'''

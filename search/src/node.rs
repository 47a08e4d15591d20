//! Core search node type and frontier ordering key.

use shrdlite_world::fingerprint::StateFingerprint;
use shrdlite_world::moves::Cost;

/// An immutable node in the search arena.
///
/// Frontier extraction orders nodes by `(f_cost, depth, node_id)` where
/// `f_cost = g_cost + h_cost`. Lower is better; ties break by shallower
/// depth, then older creation order (`node_id` is assigned monotonically).
#[derive(Debug, Clone)]
pub struct SearchNodeV1<S, A> {
    /// Arena index, assigned in creation order.
    pub node_id: usize,
    /// Parent arena index (`None` for the root).
    pub parent_id: Option<usize>,
    /// Full immutable state at this node.
    pub state: S,
    /// Fingerprint of the state, the dedup key.
    pub fingerprint: StateFingerprint,
    /// Tree depth (root = 0).
    pub depth: u32,
    /// Cumulative path cost.
    pub g_cost: Cost,
    /// Admissible heuristic estimate, computed once at creation.
    pub h_cost: Cost,
    /// The action that produced this node from its parent.
    pub producing_action: Option<A>,
}

impl<S, A> SearchNodeV1<S, A> {
    /// Compute `f_cost = g_cost + h_cost`, the frontier ordering key.
    #[must_use]
    pub fn f_cost(&self) -> Cost {
        self.g_cost.saturating_add(self.h_cost)
    }
}

/// The frontier ordering key: `(f_cost, depth, node_id)`.
#[derive(Debug, Clone, Copy, PartialEq, Eq)]
pub struct FrontierKey {
    pub f_cost: Cost,
    pub depth: u32,
    pub node_id: usize,
}

impl PartialOrd for FrontierKey {
    fn partial_cmp(&self, other: &Self) -> Option<std::cmp::Ordering> {
        Some(self.cmp(other))
    }
}

impl Ord for FrontierKey {
    fn cmp(&self, other: &Self) -> std::cmp::Ordering {
        self.f_cost
            .cmp(&other.f_cost)
            .then(self.depth.cmp(&other.depth))
            .then(self.node_id.cmp(&other.node_id))
    }
}

impl<S, A> From<&SearchNodeV1<S, A>> for FrontierKey {
    fn from(node: &SearchNodeV1<S, A>) -> Self {
        Self {
            f_cost: node.f_cost(),
            depth: node.depth,
            node_id: node.node_id,
        }
    }
}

'''

Type out the listing again with nothing changed.

filename search/src/node.rs
repository 47a08e4d15591d20
//! Core search node type and frontier ordering key.

use shrdlite_world::fingerprint::StateFingerprint;
use shrdlite_world::moves::Cost;

/// An immutable node in the search arena.
///
/// Frontier extraction orders nodes by `(f_cost, depth, node_id)` where
/// `f_cost = g_cost + h_cost`. Lower is better; ties break by shallower
/// depth, then older creation order (`node_id` is assigned monotonically).
#[derive(Debug, Clone)]
pub struct SearchNodeV1<S, A> {
    /// Arena index, assigned in creation order.
    pub node_id: usize,
    /// Parent arena index (`None` for the root).
    pub parent_id: Option<usize>,
    /// Full immutable state at this node.
    pub state: S,
    /// Fingerprint of the state, the dedup key.
    pub fingerprint: StateFingerprint,
    /// Tree depth (root = 0).
    pub depth: u32,
    /// Cumulative path cost.
    pub g_cost: Cost,
    /// Admissible heuristic estimate, computed once at creation.
    pub h_cost: Cost,
    /// The action that produced this node from its parent.
    pub producing_action: Option<A>,
}

impl<S, A> SearchNodeV1<S, A> {
    /// Compute `f_cost = g_cost + h_cost`, the frontier ordering key.
    #[must_use]
    pub fn f_cost(&self) -> Cost {
        self.g_cost.saturating_add(self.h_cost)
    }
}

/// The frontier ordering key: `(f_cost, depth, node_id)`.
#[derive(Debug, Clone, Copy, PartialEq, Eq)]
pub struct FrontierKey {
    pub f_cost: Cost,
    pub depth: u32,
    pub node_id: usize,
}

impl PartialOrd for FrontierKey {
    fn partial_cmp(&self, other: &Self) -> Option<std::cmp::Ordering> {
        Some(self.cmp(other))
    }
}

impl Ord for FrontierKey {
    fn cmp(&self, other: &Self) -> std::cmp::Ordering {
        self.f_cost
            .cmp(&other.f_cost)
            .then(self.depth.cmp(&other.depth))
            .then(self.node_id.cmp(&other.node_id))
    }
}

impl<S, A> From<&SearchNodeV1<S, A>> for FrontierKey {
    fn from(node: &SearchNodeV1<S, A>) -> Self {
        Self {
            f_cost: node.f_cost(),
            depth: node.depth,
            node_id: node.node_id,
        }
    }
}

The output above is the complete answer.